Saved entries
******************************

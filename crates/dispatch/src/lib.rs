//! Dispatch trait for executing outbound sends.
//!
//! The sender loop of the network manager decides *what* to send and in which
//! order; a [`Dispatch`] implementation decides *where* each send runs:
//!
//! - [`PooledDispatch`](https://docs.rs/courier-dispatch-pooled) runs sends on a fixed-size rayon pool (default)
//! - [`SpawnDispatch`](https://docs.rs/courier-dispatch-spawn) spawns one OS thread per send (unbounded)
//! - [`SyncDispatch`](https://docs.rs/courier-dispatch-sync) runs sends inline (deterministic tests)
//!
//! Only the *dequeue* order is guaranteed by the manager. Once handed to a
//! dispatch, sends run in parallel and complete in any order.

use parking_lot::{Condvar, Mutex, RwLock};
use std::fmt;
use std::sync::Arc;
use thiserror::Error;

/// Why a send was not accepted. The closure is dropped unrun in both cases.
#[derive(Debug, Clone, PartialEq, Eq, Error)]
pub enum DispatchError {
    #[error("send pool saturated")]
    Saturated,

    #[error("failed to start send: {0}")]
    Spawn(String),
}

/// Callback run after a send finishes and its in-flight slot is released.
pub type CompletionHook = Arc<dyn Fn() + Send + Sync>;

/// Trait for executing send closures.
///
/// Implementations schedule fire-and-forget closures. Results travel back
/// through callbacks captured in the closures.
pub trait Dispatch: Send + Sync + 'static {
    /// Run a send, queueing it if every worker is busy.
    fn spawn_send(&self, f: impl FnOnce() + Send + 'static) -> Result<(), DispatchError>;

    /// Run a send unless the dispatch is saturated.
    fn try_spawn_send(&self, f: impl FnOnce() + Send + 'static) -> Result<(), DispatchError>;

    /// Sends submitted but not yet finished.
    fn send_queue_depth(&self) -> usize;

    /// Maximum sends allowed in flight, `None` if unbounded.
    fn capacity(&self) -> Option<usize>;

    /// Block until every submitted send has finished.
    fn wait_idle(&self);

    /// Install `hook`, replacing any previous one. Dispatches without a
    /// capacity bound may ignore it.
    fn set_completion_hook(&self, hook: CompletionHook) {
        let _ = hook;
    }
}

/// Counter of in-flight sends that can be waited on.
///
/// Shared by the threaded dispatch implementations.
#[derive(Default)]
pub struct InFlight {
    count: Mutex<usize>,
    idle: Condvar,
    on_exit: RwLock<Option<CompletionHook>>,
}

impl fmt::Debug for InFlight {
    fn fmt(&self, f: &mut fmt::Formatter<'_>) -> fmt::Result {
        f.debug_struct("InFlight")
            .field("count", &self.get())
            .field("has_exit_hook", &self.on_exit.read().is_some())
            .finish()
    }
}

impl InFlight {
    pub fn new() -> Arc<Self> {
        Arc::new(Self::default())
    }

    /// Register one send. The returned guard unregisters it when dropped,
    /// including during unwinding.
    pub fn enter(self: &Arc<Self>) -> InFlightGuard {
        *self.count.lock() += 1;
        InFlightGuard {
            in_flight: Arc::clone(self),
        }
    }

    pub fn get(&self) -> usize {
        *self.count.lock()
    }

    /// Block until the count reaches zero.
    pub fn wait_idle(&self) {
        let mut count = self.count.lock();
        while *count > 0 {
            self.idle.wait(&mut count);
        }
    }

    /// Run `hook` after every exit, once the count has been decremented.
    pub fn set_exit_hook(&self, hook: CompletionHook) {
        *self.on_exit.write() = Some(hook);
    }

    fn exit(&self) {
        {
            let mut count = self.count.lock();
            *count = count.saturating_sub(1);
            if *count == 0 {
                self.idle.notify_all();
            }
        }
        let hook = self.on_exit.read().clone();
        if let Some(hook) = hook {
            hook();
        }
    }
}

/// Marks one send as in flight until dropped.
#[derive(Debug)]
pub struct InFlightGuard {
    in_flight: Arc<InFlight>,
}

impl Drop for InFlightGuard {
    fn drop(&mut self) {
        self.in_flight.exit();
    }
}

******************************

◆ ACTION ITEM ◆
Please give back the records exactly as written, beginning at the first line and including the line that holds "per send (unbounded)" as the last.

◆ THE COMPLETED TASK ◆
filename crates/dispatch/src/lib.rs
//! Dispatch trait for executing outbound sends.
//!
//! The sender loop of the network manager decides *what* to send and in which
//! order; a [`Dispatch`] implementation decides *where* each send runs:
//!
//! - [`PooledDispatch`](https://docs.rs/courier-dispatch-pooled) runs sends on a fixed-size rayon pool (default)
//! - [`SpawnDispatch`](https://docs.rs/courier-dispatch-spawn) spawns one OS thread per send (unbounded)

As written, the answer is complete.